Mauro Souza. Foto: Aryanna Oliveira.

E, nesse “contar a vida que segue”, o ciclo começa com “Nasci e chorei as 24 horas do dia”, que, como um abre alas da obra, funciona também como o início de um fluxo (do livro, ou da vida), um princípio que causa desespero, que é chorado, vigiado e febril.

NASCI E CHOREI AS 24 HORAS DO DIA
para desespero de freiras frias
tudo de mim escapava
quase até a vida ainda cedo
no sarampo
mais a pneumonia
tudo me escapava
menos o céu
onde os olhos afundavam
me roubava as horas
cresci meio triste com o quê?
vigiando sem sono janelas
o menor dos ruídos
imberbe
e um 38 dormia dentro da mala com fotografias
gastei a vista desenhando em nuvens
a sola do pé nas ruas de terra
e a paciência esperando a madrinha
um brinquedo
esqueci seu nome.
fui batizado às pressas
lembra?
febril
fervendo a água da pia
escapei de boas
e a lembrança mais antiga que tenho de mim.
não é minha.

Mauro fala de tudo em suas poesias, “até garrafa térmica”, isso porque segundo ele há uma espécie de encontro metafísico entre o “eu” do autor e a “coisa” a ser escrita, e esse encontro permite uma sintonia com o múltiplo e com as mínimas coisas: “Você pode falar de crisântemos ou daquelas azedinhas que nascem em qualquer pé de muro e o valor poético significar igualmente para as duas” ― filosofa o autor.

Entretanto, essa aparente simplicidade do cotidiano nas linhas de sua escrita é tratada com a laboriosidade que o ofício merece, pois ainda que a inspiração venha de tudo e qualquer coisa, há para ele um “porém” a ser considerado durante o processo de composição.  “É preciso trabalhar o texto, caso contrário, posso dizer que é muito difícil que saia algo que valha a pena”, reitera.

Em seu trabalho o cotidiano é pensado para além da observação de pormenores, atingindo um estudo social mais elaborado e evidente em certos momentos. “Penso que existe uma certa preocupação política, social, que perdura.

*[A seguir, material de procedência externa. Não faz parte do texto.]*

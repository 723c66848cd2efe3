//! MACD-based Strategy.
//!
//! Uses the Moving Average Convergence Divergence indicator to identify
//! trend changes and momentum.

use crate::data::macd;
use crate::error::{BacktestError, Result};
use crate::frame::SignalFrame;
use crate::strategy::SignalGenerator;
use crate::types::Signal;

/// MACD Strategy.
///
/// # Parameters
/// - `fast_period`: Fast EMA span (default: 12)
/// - `slow_period`: Slow EMA span (default: 26)
/// - `signal_period`: Signal line EMA span (default: 9)
///
/// # Signals
/// - Long: MACD line above the signal line
/// - Short: MACD line below the signal line
#[derive(Debug, Clone)]
pub struct MacdCrossover {
    fast_period: usize,
    slow_period: usize,
    signal_period: usize,
}

impl MacdCrossover {
    /// Create a new MACD strategy with custom parameters.
    pub fn new(fast_period: usize, slow_period: usize, signal_period: usize) -> Result<Self> {
        if fast_period == 0 || fast_period >= slow_period {
            return Err(BacktestError::ConfigError(format!(
                "MACD spans must satisfy 0 < fast < slow, got {}/{}",
                fast_period, slow_period
            )));
        }
        if signal_period == 0 {
            return Err(BacktestError::ConfigError(
                "MACD signal span must be positive".to_string(),
            ));
        }
        Ok(Self {
            fast_period,
            slow_period,
            signal_period,
        })
    }

    /// Create with default parameters (12/26/9).
    pub fn default_params() -> Self {
        Self {
            fast_period: 12,
            slow_period: 26,
            signal_period: 9,
        }
    }
}

impl SignalGenerator for MacdCrossover {
    fn name(&self) -> &str {
        "MACD Crossover"
    }

    fn generate(&self, frame: &SignalFrame) -> Result<SignalFrame> {
        let (macd_line, signal_line) = macd(
            &frame.closes(),
            self.fast_period,
            self.slow_period,
            self.signal_period,
        );

        let signals = macd_line
            .iter()
            .zip(&signal_line)
            .map(|(m, s)| {
                if m > s {
                    Signal::Long
                } else if m < s {
                    Signal::Short
                } else {
                    Signal::Flat
                }
            })
            .collect();

        frame
            .clone()
            .with_indicator("MACD", macd_line.into_iter().map(Some).collect())?
            .with_indicator("SignalLine", signal_line.into_iter().map(Some).collect())?
            .with_signals(signals)
    }

    fn parameters(&self) -> Vec<(String, String)> {
        vec![
            ("fast_period".to_string(), self.fast_period.to_string()),
            ("slow_period".to_string(), self.slow_period.to_string()),
            ("signal_period".to_string(), self.signal_period.to_string()),
        ]
    }
}

#[cfg(test)]
mod tests {
    use super::*;
    use crate::types::Bar;
    use chrono::{Duration, TimeZone, Utc};

    fn frame_from(closes: &[f64]) -> SignalFrame {
        let start = Utc.with_ymd_and_hms(2024, 1, 1, 0, 0, 0).unwrap();
        SignalFrame::new(
            closes
                .iter()
                .enumerate()
                .map(|(i, &c)| Bar::from_close(start + Duration::days(i as i64), c))
                .collect(),
        )
    }

    #[test]
    fn test_macd_strategy_creation() {
        let strategy = MacdCrossover::new(12, 26, 9).unwrap();
        assert_eq!(strategy.fast_period, 12);
        assert_eq!(strategy.slow_period, 26);
        assert_eq!(strategy.signal_period, 9);
    }

    #[test]
    fn test_invalid_periods() {
        assert!(MacdCrossover::new(26, 12, 9).is_err());
        assert!(MacdCrossover::new(12, 26, 0).is_err());
    }

    #[test]
    fn test_first_bar_is_flat() {
        // All EMAs start at the first close, so MACD equals its signal line.
        let out = MacdCrossover::default_params()
            .generate(&frame_from(&[100.0, 101.0, 102.0]))
            .unwrap();
        assert_eq!(out.signals().unwrap()[0], Signal::Flat);
        assert!(out.is_complete(0));
    }

    #[test]
    fn test_macd_on_trending_data() {
        let up: Vec<f64> = (0..60).map(|i| 100.0 + 0.5 * i as f64).collect();
        let out = MacdCrossover::default_params().generate(&frame_from(&up)).unwrap();
        assert!(out.signals().unwrap()[1..].iter().all(|&s| s == Signal::Long));

        let down: Vec<f64> = (0..60).map(|i| 100.0 - 0.5 * i as f64).collect();
        let out = MacdCrossover::default_params().generate(&frame_from(&down)).unwrap();
        assert!(out.signals().unwrap()[1..].iter().all(|&s| s == Signal::Short));
    }
}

Isso vem desde o começo, desde os primeiros textos que escrevi”, explica Mauro. Essa característica pode ser percebida em “Estivemos Ombro a Ombro”.

ESTIVEMOS OMBRO A OMBRO
defendendo as linhas da velha comuna,
ouvindo o assovio do chumbo
e seu baque seco nas barricadas.

estivemos ombro a ombro
enquanto nosso sangue se misturava
sobre a terra sempre prometida

estivemos ombro a ombro
distraídos nas linhas de montagem
sonhando melhores dias
e máquinas nos devoravam
ora uma mão, um braço, muitas vidas.

ao meu lado, oprimido contra o muro,
e a sanha dos capitães-do-mato
em seus uniformes calcinantes

(…)

ombro a ombro chorando nossos companheiros
insepultos e vaporizados, misturados ao ar
os respiramos, todos os respiram,
mais que ao lado, agora e adiante,
em toda parte, unidos.

A paixão do Mauro pela música (ele canta no Coral da USP), assim como  a participação e importância da mãe em seu desenvolvimento como escritor, também são lembrados em suas linhas. Da mãe, inclusive, conta que ela fora, em muito tempo, seu único público. “Eu costumava ler meus poemas para minha mãe enquanto ela preparava o arroz, ou lavava uma louça. Ela sempre dizia que gostava… mãe só tem uma (risos)”.

MINHA MÃE NO TANQUE
lava, na água mais que fria,
as roupas do dia.

Para o escritor ― que cresceu ouvindo Cartola, Milton, Chico e Elis, e, que acredita que todo mundo uma vez na vida deveria ler Machado, Dostoiévski, Clarice, Pessoa, Victor Hugo, Drummond, Raduan e Rimbaud ― projetos como o da Malha Fina Cartonera são muito importantes não só por apresentar novos talentos, mas pelo poder de combate das palavras trazidas a público. “Caramba, eu acho que projetos assim deveriam conquistar o mundo! (risos) Isso é muito necessário, precisamos ler mais gente como o Elvio e tantos outros que a Malha Fina edita e revela. Desengavetar essas produções e trazer à luz com essas edições tão legais, artesanais, é muito bonito. Eu diria que isso é guerrilha, com tudo o que essa palavra implica”, finaliza o autor que em Crisântemo é um nome bom encerra o ciclo da obra com o envelhecer: da casa, como metáfora da vida.

CASA ENVELHECIDA,
vizinhos idos e a chuva,
a mesma da infância.

crisântemo

“Crisântemo é um nome bom”, de Mauro Souza. Foto: Aryanna Oliveira.